Crossing streams with this excellent thread (particularly thoughts on multi-tracking vs stereo mix):
Coming from a personal history of (shitty) three-piece bands, I’ve always approached FX like I’m working with stomp boxes rather than being able to think in terms of busses. The benefits of the latter are clear for post, but the stomp box approach is definitely in the DNA of how I’m playing and patching my small system (finally coming together after some false starts over the last year and a half).
My routing is limited to four open tracks in Ableton, pulling audio from different outs on the modular, with an instance of Valhalla Vintage Verb on each. Most of the time they’re 15-20% wet and rarely are they ever set to similar presets/parameters, but I find that some small tailored-to-the-voice resonance helps me better engage with the composition/patching process. It adds an element of breath that inspires and fuels discoveries.
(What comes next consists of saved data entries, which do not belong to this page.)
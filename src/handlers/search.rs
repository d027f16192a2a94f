//! `SEARCH`/`UID SEARCH`, typed over the identifier namespace the
//! caller asked for so a sequence-number search result can never be
//! mistaken for a UID search result.

use super::{resolve, CommandHandler};
use crate::codec::response::{MailboxData, Response, Untagged};
use crate::error::Error;
use crate::ident::{IdSet, Namespace};
use crate::pipeline::Stage;
use std::marker::PhantomData;
use std::sync::Arc;
use tokio::sync::oneshot;

pub fn search<N>(tag: impl Into<String>) -> (Arc<dyn Stage>, oneshot::Receiver<crate::error::Result<IdSet<N>>>)
where
    N: Namespace + Send + Sync + 'static,
{
    let (tx, rx) = oneshot::channel();
    let _marker: PhantomData<N> = PhantomData;
    let stage = CommandHandler::new(
        tag,
        Vec::<u32>::new(),
        |state: &mut Vec<u32>, response: &Response| {
            if let Response::Untagged(Untagged::Mailbox(MailboxData::Search(ids))) = response {
                state.extend(ids.iter().copied());
            }
        },
        |state, outcome| {
            let mut set: IdSet<N> = IdSet::new();
            for value in state {
                if value != 0 {
                    set.insert_range(value, value);
                }
            }
            resolve(&outcome, set, Error::CommandFailed)
        },
        tx,
    );
    (stage, rx)
}
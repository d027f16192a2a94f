//! SELECT/UNSELECT/CLOSE/CREATE/EXPUNGE/COPY/STORE/MOVE handlers.

use super::{resolve, CommandHandler, TaggedOutcome};
use crate::codec::response::{FetchEvent, MailboxData, Response, ResponseCode, Untagged};
use crate::error::Error;
use crate::pipeline::Stage;
use std::sync::Arc;
use tokio::sync::oneshot;

/// Mailbox metadata gathered while a `SELECT`/`EXAMINE` completes.
#[derive(Debug, Clone, Default)]
pub struct Selection {
    pub flags: Vec<String>,
    pub exists: u32,
    pub recent: u32,
    pub uid_next: Option<u32>,
    pub uid_validity: Option<u32>,
    pub unseen: Option<u32>,
    pub permanent_flags: Vec<String>,
    pub read_write: bool,
}

fn apply_selection_untagged(state: &mut Selection, response: &Response) {
    match response {
        Response::Untagged(Untagged::Mailbox(MailboxData::Flags(flags))) => state.flags = flags.clone(),
        Response::Untagged(Untagged::Mailbox(MailboxData::Exists(n))) => state.exists = *n,
        Response::Untagged(Untagged::Mailbox(MailboxData::Recent(n))) => state.recent = *n,
        Response::Untagged(Untagged::Conditional(cond)) => match &cond.code {
            Some(ResponseCode::PermanentFlags(f)) => state.permanent_flags = f.clone(),
            Some(ResponseCode::UidNext(n)) => state.uid_next = Some(*n),
            Some(ResponseCode::UidValidity(n)) => state.uid_validity = Some(*n),
            Some(ResponseCode::Unseen(n)) => state.unseen = Some(*n),
            Some(ResponseCode::ReadWrite) => state.read_write = true,
            Some(ResponseCode::ReadOnly) => state.read_write = false,
            _ => {}
        },
        _ => {}
    }
}

pub fn select(tag: impl Into<String>) -> (Arc<dyn Stage>, oneshot::Receiver<crate::error::Result<Selection>>) {
    let (tx, rx) = oneshot::channel();
    let stage = CommandHandler::new(
        tag,
        Selection::default(),
        |state: &mut Selection, response: &Response| apply_selection_untagged(state, response),
        |mut state, outcome: TaggedOutcome| {
            if matches!(outcome.code, Some(ResponseCode::ReadWrite)) {
                state.read_write = true;
            }
            resolve(&outcome, state, Error::SelectFailed)
        },
        tx,
    );
    (stage, rx)
}

pub fn unselect(tag: impl Into<String>) -> (Arc<dyn Stage>, oneshot::Receiver<crate::error::Result<()>>) {
    simple(tag, Error::CommandFailed)
}

pub fn close(tag: impl Into<String>) -> (Arc<dyn Stage>, oneshot::Receiver<crate::error::Result<()>>) {
    simple(tag, Error::CommandFailed)
}

pub fn create(tag: impl Into<String>) -> (Arc<dyn Stage>, oneshot::Receiver<crate::error::Result<()>>) {
    simple(tag, Error::CreateFailed)
}

fn simple(
    tag: impl Into<String>,
    on_failure: fn(String) -> Error,
) -> (Arc<dyn Stage>, oneshot::Receiver<crate::error::Result<()>>) {
    let (tx, rx) = oneshot::channel();
    let stage = CommandHandler::new(
        tag,
        (),
        |_state: &mut (), _response: &Response| {},
        move |(), outcome| resolve(&outcome, (), on_failure),
        tx,
    );
    (stage, rx)
}

/// Sequence numbers expunged by an `EXPUNGE` command, in the order the
/// server reported them.
pub fn expunge(tag: impl Into<String>) -> (Arc<dyn Stage>, oneshot::Receiver<crate::error::Result<Vec<u32>>>) {
    let (tx, rx) = oneshot::channel();
    let stage = CommandHandler::new(
        tag,
        Vec::<u32>::new(),
        |state: &mut Vec<u32>, response: &Response| {
            if let Response::Untagged(Untagged::Message(crate::codec::response::MessageData::Expunge(n))) = response {
                state.push(*n);
            }
        },
        |state, outcome| resolve(&outcome, state, Error::ExpungeFailed),
        tx,
    );
    (stage, rx)
}

/// `(uid_validity, source_uids, destination_uids)` from a UIDPLUS
/// `COPYUID` response code, when the server supports it.
pub type CopyOutcome = Option<(u32, String, String)>;

pub fn copy_messages(tag: impl Into<String>) -> (Arc<dyn Stage>, oneshot::Receiver<crate::error::Result<CopyOutcome>>) {
    let (tx, rx) = oneshot::channel();
    let stage = CommandHandler::new(
        tag,
        (),
        |_state: &mut (), _response: &Response| {},
        |(), outcome| {
            let copy_uid = match &outcome.code {
                Some(ResponseCode::CopyUid(validity, src, dst)) => Some((*validity, src.clone(), dst.clone())),
                _ => None,
            };
            resolve(&outcome, copy_uid, Error::CopyFailed)
        },
        tx,
    );
    (stage, rx)
}

pub fn mov(tag: impl Into<String>) -> (Arc<dyn Stage>, oneshot::Receiver<crate::error::Result<CopyOutcome>>) {
    let (tx, rx) = oneshot::channel();
    let stage = CommandHandler::new(
        tag,
        (),
        |_state: &mut (), _response: &Response| {},
        |(), outcome| {
            let copy_uid = match &outcome.code {
                Some(ResponseCode::CopyUid(validity, src, dst)) => Some((*validity, src.clone(), dst.clone())),
                _ => None,
            };
            resolve(&outcome, copy_uid, Error::MoveFailed)
        },
        tx,
    );
    (stage, rx)
}

/// Per-message flag set reported by a `STORE` response (the server
/// answers with the same `* n FETCH (FLAGS (...))` shape a plain
/// FETCH uses).
pub fn store(tag: impl Into<String>) -> (Arc<dyn Stage>, oneshot::Receiver<crate::error::Result<Vec<(u32, Vec<String>)>>>) {
    let (tx, rx) = oneshot::channel();
    let stage = CommandHandler::new(
        tag,
        (Vec::<(u32, Vec<String>)>::new(), None::<u32>),
        |state: &mut (Vec<(u32, Vec<String>)>, Option<u32>), response: &Response| {
            let (records, current_seq) = state;
            match response {
                Response::Fetch(FetchEvent::Start { seq }) => *current_seq = Some(*seq),
                Response::Fetch(FetchEvent::SimpleAttribute { name, value }) if name.eq_ignore_ascii_case("FLAGS") => {
                    if let Some(seq) = *current_seq {
                        let flags = value
                            .trim_start_matches('(')
                            .trim_end_matches(')')
                            .split_whitespace()
                            .map(std::string::ToString::to_string)
                            .collect();
                        records.push((seq, flags));
                    }
                }
                Response::Fetch(FetchEvent::Finish) => *current_seq = None,
                _ => {}
            }
        },
        |(records, _), outcome| resolve(&outcome, records, Error::StoreFailed),
        tx,
    );
    (stage, rx)
}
If I went all bus, I’d miss those happy accidents of turning one track completely wet and realizing it’s how that voice wanted to be all along.
I’ve been recording sketches and sessions in this way, with some key parameters on VVV mapped to a knobby MIDI controller to give it corporeality. Rather than ‘print’ the effects, I record the dry signal of each input with the automation data – this makes going back in and tweaking parameters non-destructive, while keeping the performative impulses intact for later evaluation.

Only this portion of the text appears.